A ROOM WITH A VIEW (1986) Cert PG
Maggie Smith, Helena Bonham-Carter, Denholm Elliott, Simon Callow. Directed by James Ivory. (1h 52m)
Merchant Ivory's delightful adaptation of EM Forster's A Room With A View is still a glorious piece of entertainment. It's not just an enchanting comedy of manners about the English upper class at home and abroad, but also a soaring romantic drama about being true to your heart rather than to society's rules. Helena Bonham-Carter is well brought-up young Englishwoman Lucy Honeychurch, touring Italy in the early 20th century with her prim older cousin, played by the marvellous Maggie Smith. At a hotel in Florence, she encounters the free-spirited George Emerson (Julian Sands).
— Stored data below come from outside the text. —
use serde::{Deserialize, Serialize};

/// Identity object provided by the embedding host shell (Telegram mini-app
/// context). Absent when the app runs outside a recognized host.
#[derive(Clone, Debug, Deserialize, Serialize)]
pub struct TelegramIdentity {
    pub id: i64,
    pub username: Option<String>,
    pub first_name: Option<String>,
    pub last_name: Option<String>,
}

impl TelegramIdentity {
    pub fn display_name(&self) -> String {
        match (&self.first_name, &self.last_name) {
            (Some(first), Some(last)) => format!("{} {}", first, last),
            (Some(first), None) => first.clone(),
            (None, Some(last)) => last.clone(),
            (None, None) => self
                .username
                .clone()
                .unwrap_or_else(|| self.id.to_string()),
        }
    }
}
Confused and stirred by the raw unfettered romanticism of Tuscany, Lucy returns to England and accepts a proposal from her pompous and buttoned-up suitor Cecil (played to comic perfection by Daniel Day-Lewis). It's an eminently sensible match, but is it the right one for the spirited and headstrong Lucy? When George reappears in her life, she must decide between the two men... No film has better captured that awkward transition in history from strait-laced Victorian morality to the free-thinking emotion of the Edwardian era, all set against a sumptuous backdrop of picturesque Florence and the English countryside. A superb roll-call of some of Britain's finest character actors provide rich support, not least the divine Maggie Smith and wonderful and much-missed Denholm Elliott as George's impassioned father. This is pure delight from start to finish.